Pendidikan emosional dan spiritual tampak mulai mengelupas sejalan dengan rebutan kebutuhan material yang semakin kental. Dampaknya, pendidikan pun menjadi komoditas yang tidak diikat dengan nilai perjuangan dan keprihatinan.

Perankingan serta percepatan kelulusan dianggap kesuksesan walaupun tanpa dipahami secara jernih esensinya. Dalam dunia kerja, kemampuan diterima menjadi pegawai atau berhasil menjadi pejabat dianggap kebutuhan yang harus diperjuangkan dengan berbagai cara pula.

Tidak heran bila syarat jenjang pendidikan tertentu yang diperlukan bisa diusahakan tanpa harus berjuang menempuhnya dengan benar.
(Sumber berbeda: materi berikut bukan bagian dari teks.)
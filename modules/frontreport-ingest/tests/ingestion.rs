use std::collections::HashSet;
use std::net::{SocketAddr, TcpListener as StdTcpListener};
use std::sync::{Arc, Mutex};

use async_trait::async_trait;

use frontreport_common::{Report, ReportSink, Service};
use frontreport_ingest::{AppState, IngestConfig, IngestionPipeline};
use frontreport_metrics::MetricsRegistry;
use frontreport_sourcemap::Processor;

#[derive(Default)]
struct CapturingSink {
    reports: Mutex<Vec<Report>>,
}

#[async_trait]
impl ReportSink for CapturingSink {
    async fn add_report(&self, report: Report) {
        self.reports.lock().unwrap().push(report);
    }
}

async fn spawn_server(config: IngestConfig, sink: Arc<CapturingSink>) -> (SocketAddr, IngestionPipeline) {
    let listener = StdTcpListener::bind("127.0.0.1:0").unwrap();
    let addr = listener.local_addr().unwrap();
    drop(listener);

    let metrics = MetricsRegistry::new(None);
    let sourcemap = Arc::new(Processor::new("^http://localhost/", &metrics).unwrap());
    let state = AppState::new(config, sink.clone() as Arc<dyn ReportSink>, sourcemap, &metrics);
    let pipeline = IngestionPipeline::new(addr, state);
    pipeline.start().await.unwrap();
    // Give the listener a moment to come up before the first request lands.
    tokio::time::sleep(std::time::Duration::from_millis(20)).await;
    (addr, pipeline)
}

#[tokio::test]
async fn csp_happy_path_returns_204_and_forwards_to_sink() {
    let sink = Arc::new(CapturingSink::default());
    let (addr, pipeline) = spawn_server(IngestConfig::default(), sink.clone()).await;

    let client = reqwest::Client::new();
    let resp = client
        .post(format!("http://{addr}/csp"))
        .body(
            r#"{"csp-report":{"document-uri":"https://x.test/","blocked-uri":"https://ads.test/","violated-directive":"script-src"}}"#,
        )
        .send()
        .await
        .unwrap();

    assert_eq!(resp.status(), 204);
    pipeline.stop().await.unwrap();

    let reports = sink.reports.lock().unwrap();
    assert_eq!(reports.len(), 1);
    match &reports[0] {
        Report::Csp(r) => assert_eq!(r.body.document_uri.as_deref(), Some("https://x.test/")),
        _ => panic!("expected a CSP report"),
    }
}

#[tokio::test]
async fn service_whitelist_rejects_unknown_service_with_400() {
    let config = IngestConfig {
        service_whitelist: HashSet::from(["known".to_string()]),
        ..Default::default()
    };
    let sink = Arc::new(CapturingSink::default());
    let (addr, pipeline) = spawn_server(config, sink.clone()).await;

    let client = reqwest::Client::new();
    let resp = client
        .post(format!("http://{addr}/stacktracejs"))
        .body(r#"{"service":"unknown","message":"boom","stack":[]}"#)
        .send()
        .await
        .unwrap();

    assert_eq!(resp.status(), 400);
    pipeline.stop().await.unwrap();
    assert!(sink.reports.lock().unwrap().is_empty());
}

#[tokio::test]
async fn options_request_gets_cors_headers_when_whitelist_empty() {
    let sink = Arc::new(CapturingSink::default());
    let (addr, pipeline) = spawn_server(IngestConfig::default(), sink).await;

    let client = reqwest::Client::new();
    let resp = client
        .request(reqwest::Method::OPTIONS, format!("http://{addr}/csp"))
        .header("Origin", "https://anyone.test")
        .send()
        .await
        .unwrap();

    assert_eq!(resp.status(), 204);
    assert_eq!(
        resp.headers().get("access-control-allow-origin").unwrap(),
        "https://anyone.test"
    );
    pipeline.stop().await.unwrap();
}

#[tokio::test]
async fn unknown_path_returns_404_and_unsupported_method_returns_405() {
    let sink = Arc::new(CapturingSink::default());
    let (addr, pipeline) = spawn_server(IngestConfig::default(), sink).await;

    let client = reqwest::Client::new();
    let not_found = client.post(format!("http://{addr}/nope")).send().await.unwrap();
    assert_eq!(not_found.status(), 404);

    let not_allowed = client.delete(format!("http://{addr}/csp")).send().await.unwrap();
    assert_eq!(not_allowed.status(), 405);

    pipeline.stop().await.unwrap();
}
use frontreport_common::ReportKind;
use frontreport_metrics::{CounterHandle, MetricsRegistry};

/// Per-kind `report_decoding.<kind>.{total,errors}` counters. Registered
/// once at startup; lookups by kind are a plain match, per the "all handles
/// registered at startup, runtime lookups read-only" convention C1's
/// callers follow throughout.
pub struct DecodeMetrics {
    csp_total: CounterHandle,
    csp_errors: CounterHandle,
    pkp_total: CounterHandle,
    pkp_errors: CounterHandle,
    stacktrace_total: CounterHandle,
    stacktrace_errors: CounterHandle,
}

impl DecodeMetrics {
    pub fn new(registry: &MetricsRegistry) -> Self {
        Self {
            csp_total: registry.register_counter("report_decoding.csp.total"),
            csp_errors: registry.register_counter("report_decoding.csp.errors"),
            pkp_total: registry.register_counter("report_decoding.pkp.total"),
            pkp_errors: registry.register_counter("report_decoding.pkp.errors"),
            stacktrace_total: registry.register_counter("report_decoding.stacktracejs.total"),
            stacktrace_errors: registry.register_counter("report_decoding.stacktracejs.errors"),
        }
    }

    pub fn total(&self, kind: ReportKind) -> &CounterHandle {
        match kind {
            ReportKind::Csp => &self.csp_total,
            ReportKind::Pkp => &self.pkp_total,
            ReportKind::StacktraceJs => &self.stacktrace_total,
        }
    }

    pub fn errors(&self, kind: ReportKind) -> &CounterHandle {
        match kind {
            ReportKind::Csp => &self.csp_errors,
            ReportKind::Pkp => &self.pkp_errors,
            ReportKind::StacktraceJs => &self.stacktrace_errors,
        }
    }
}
Akibatnya yang terjadi perbedaan perlakuan tidak berangkat dari tingkat pemahaman substansi didikannya, tapi dari status peserta didiknya. Pejabat dapat dibedakan dengan cacah, pemilik dana, dan kuasa bisa lebih istimewa ketimbang yang papa.

Bila kemudian guru/dosen, pemuka agama, budayawan, serta elite negeri terjerumus ke dalam permainan kapitalisme pendidikan yang menghargai material, bisa jadi esensi kecerdasan akan diabaikan pula sehingga pembodohan lebih kental daripada pencerdasan.

Dengan sejumlah kamuflase yang tidak memiliki integritas kebangsaan pun dipoles agar tampak seperti nasionalis. Tidak heran polesan atribut keagamaan pun dilakukan untuk mengesankan seakan menjadi figur agamawan. Celakanya sejumlah rekayasa tersebut justru dimaksudkan untuk merusak kecerdasan secara sistematis.

Mengembalikan pendidikan pada tujuan mencerdaskan kehidupan bangsa patut direformasi. Komponen pendidikan patut berkaca agar bisa merefleksikan langkah yang telah dilakukan. Elite negeri harus menanggalkan ambisi serakahnya agar tidak mengorbankan kepentingan bangsa dan negaranya.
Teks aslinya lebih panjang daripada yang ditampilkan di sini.